VPS, MACS discuss how financing trends will affect their growth
Earlier this month, 99 Cents Only Stores Inc. was acquired by affiliates of two private–equity companies for approximately $1.6 billion. While not a convenience–store chain, the 99 Cents Only sale is the latest deal in which a retail chain was bought out by private–equity interests.
The trend has permeated the c–store industry at several levels, but perhaps most notably in the cases of Mid–Atlantic Convenience Stores LLC (MACS) and VPS Convenience Store Group.
In exclusive interviews with CSP Daily News, executives from both chains explained the growing interest from private–equity companies and their respective chains’ goals for the near future.
“Private equity has a lot of options; there’s a lot of money sitting on the sidelines,” said Don Bassell, CFO of MACS, Richmond, Va. “This is a very fragmented industry. I think private equity just recognizes that there’s a lot of value to be had, and the value is to invest and grow, to develop the leverageable infrastructure so you can keep on building, as you grow your retail chain and also build your wholesale side.”
Initially formed in mid–2010, Mid–Atlantic Convenience Stores was created by the consumer–focused private–equity firm Catterton Partners to acquire convenience stores in the highly fragmented convenience store industry. In June 2010, MACS acquired a majority interest in Uppy’s Convenience Stores Inc., and 170 convenience stores/fuel stations from ExxonMobil.

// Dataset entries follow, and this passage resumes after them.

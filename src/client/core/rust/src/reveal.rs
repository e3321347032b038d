/* src/client/core/rust/src/reveal.rs */

//! One-way fade/slide-in of page sections as they scroll into view.

use crate::config::RevealSection;
use crate::surface::Surface;

#[derive(Debug, Clone, Copy, PartialEq, Eq)]
pub enum RevealState {
  Hidden,
  Visible,
}

#[derive(Debug, Clone, Copy, PartialEq, Eq)]
pub enum Transition {
  Revealed,
  /// Already visible, or the signal was not an intersection.
  Unchanged,
}

struct Section<N> {
  node: N,
  state: RevealState,
}

pub struct RevealOnScroll<N> {
  sections: Vec<Section<N>>,
  threshold: f64,
  offset_px: u32,
  duration_ms: u32,
}

impl<N: Clone> RevealOnScroll<N> {
  pub fn new(config: &RevealSection, nodes: impl IntoIterator<Item = N>) -> Self {
    Self {
      sections: nodes.into_iter().map(|node| Section { node, state: RevealState::Hidden }).collect(),
      threshold: config.threshold,
      offset_px: config.offset_px,
      duration_ms: config.duration_ms,
    }
  }

  /// Intersection ratio the viewport watcher should be configured with.
  pub fn threshold(&self) -> f64 {
    self.threshold
  }

  pub fn len(&self) -> usize {
    self.sections.len()
  }

  pub fn is_empty(&self) -> bool {
    self.sections.is_empty()
  }

  pub fn state(&self, index: usize) -> Option<RevealState> {
    self.sections.get(index).map(|s| s.state)
  }

  pub fn revealed_count(&self) -> usize {
    self.sections.iter().filter(|s| s.state == RevealState::Visible).count()
  }

  /// Put every section into its hidden, offset starting state.
  pub fn init<S: Surface<Node = N>>(&self, surface: &mut S) {
    let offset = format!("translateY({}px)", self.offset_px);
    let secs = f64::from(self.duration_ms) / 1000.0;
    let transition = format!("opacity {secs}s ease, transform {secs}s ease");
    for section in &self.sections {
      surface.set_style(&section.node, "opacity", "0");
      surface.set_style(&section.node, "transform", &offset);
      surface.set_style(&section.node, "transition", &transition);
    }
  }

  /// Feed one intersection signal for the section at `index`.
  pub fn on_intersection<S: Surface<Node = N>>(
    &mut self,
    index: usize,
    is_intersecting: bool,
    surface: &mut S,
  ) -> Transition {
    if !is_intersecting {
      return Transition::Unchanged;
    }
    let Some(section) = self.sections.get_mut(index) else {
      return Transition::Unchanged;
    };
    if section.state == RevealState::Visible {
      return Transition::Unchanged;
    }
    section.state = RevealState::Visible;
    surface.set_style(&section.node, "opacity", "1");
    surface.set_style(&section.node, "transform", "translateY(0)");
    Transition::Revealed
  }
}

Today, MACS is comprised of approximately 300 company–owned and dealer–operated retail locations throughout Maryland and Virginia, along with a wholesale fuel distribution network.
“We’re building our infrastructure,” says Bassell. “We’ve pulled a lot of people in from the industry. We’re actively out there in the market looking for deals. “We’re looking to almost double our size in the next three years. So we’re very aggressively going after that.”
Similarly, VPS Convenience Store Group is the result of a private–equity company entering a new channel of retail. Sun Capital Partners, a private–equity firm based in Boca Raton, Fla., with a history in restaurant and big–box retail investment, bought the Village Pantry c–store chain as part of its purchase of Indianapolis–based March Supermarkets in late 2006. In May 2007, Village Pantry was spun off from Marsh.
Soon after, Sun picked up 33 Next Door Store locations from Imperial Co., Mt. Pleasant, Mich., and nine AmeriStop Markets from Petro Acquisitions Inc., West Chester, Ohio. In early 2008, Sun purchased the Worsley Group and its 122 stores based in Wilmington, N.C., and Li’l Cricket Food Stores, an 88–store chain based in Spartanburg, S.C.
Today, VPS Convenience Store Group operates 419 stores throughout the Southeast and Midwest.
“There are a lot more equity partners in the business. So that bodes well for our industry,” Jeff Turpin, chairman & CEO of VPS, told CSP Daily News. “The capital markets are better. The banks tend to be lending now and asking for lower loan–to–value percentages.”
For VPS, that means keeping an eye on sale–leaseback opportunities.
“A lower rate for us lowers our break–even rate at the store,” he said. “More sale–leaseback partners gives a little bit of a competitive advantage so you’re not having to go to one partner; maybe [you can] get a little better price from someone else. And also, I think some of them are not just focusing on the real–estate aspect of it, maybe they’ll lend a little bit more on the leased properties, where they don’t actual have the title for the property.”
Bassell agreed. “It’s easier to get debt; it’s easier to do acquisitions; it’s easier to increase your leverage,” he said. “Not only from the debt market, but also from the REITS; they’re also coming down to much more favorable rates, and the inflation fears are gone. So people are able to do deals and be more active in the market.”
In the 99 Cents Only Stores deal, the buyers are Los Angeles–based Ares Management LLC, a global alternative–asset manager and SEC–registered investment adviser with approximately $43 billion of committed capital under management, and the Canada Pension Plan Investment Board, a professional investment management organization that invests the funds not needed by the Canada Pension Plan to pay current benefits.